■ Your goal
Down to the final line, return the records unchanged.

■ Data to process
= Beginning of Section =

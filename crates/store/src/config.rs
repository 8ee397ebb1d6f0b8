use std::path::PathBuf;
use std::sync::OnceLock;

static ROOT_DIR: OnceLock<PathBuf> = OnceLock::new();

/// 设置存储层的数据根目录。
///
/// # Logic
/// 1. 尝试将指定的路径保存到全局静态变量中。
/// 2. 如果已经设置过，则本次设置无效。
pub fn set_root_dir(path: PathBuf) {
    let _set = ROOT_DIR.set(path);
}

/// 获取当前配置的数据根目录，未设置时返回默认路径 "data"。
pub(crate) fn get_root_dir() -> PathBuf {
    ROOT_DIR
        .get()
        .cloned()
        .unwrap_or_else(|| PathBuf::from("data"))
}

= End of Section =

■ Task output
filename crates/store/src/config.rs
repository 8ee397ebb1d6f0b8
use std::path::PathBuf;
use std::sync::OnceLock;

static ROOT_DIR: OnceLock<PathBuf> = OnceLock::new();

/// 设置存储层的数据根目录。
///
/// # Logic
/// 1. 尝试将指定的路径保存到全局静态变量中。
/// 2. 如果已经设置过，则本次设置无效。
pub fn set_root_dir(path: PathBuf) {
    let _set = ROOT_DIR.set(path);
}

/// 获取当前配置的数据根目录，未设置时返回默认路径 "data"。
pub(crate) fn get_root_dir() -> PathBuf {
    ROOT_DIR
        .get()
        .cloned()
        .unwrap_or_else(|| PathBuf::from("data"))
}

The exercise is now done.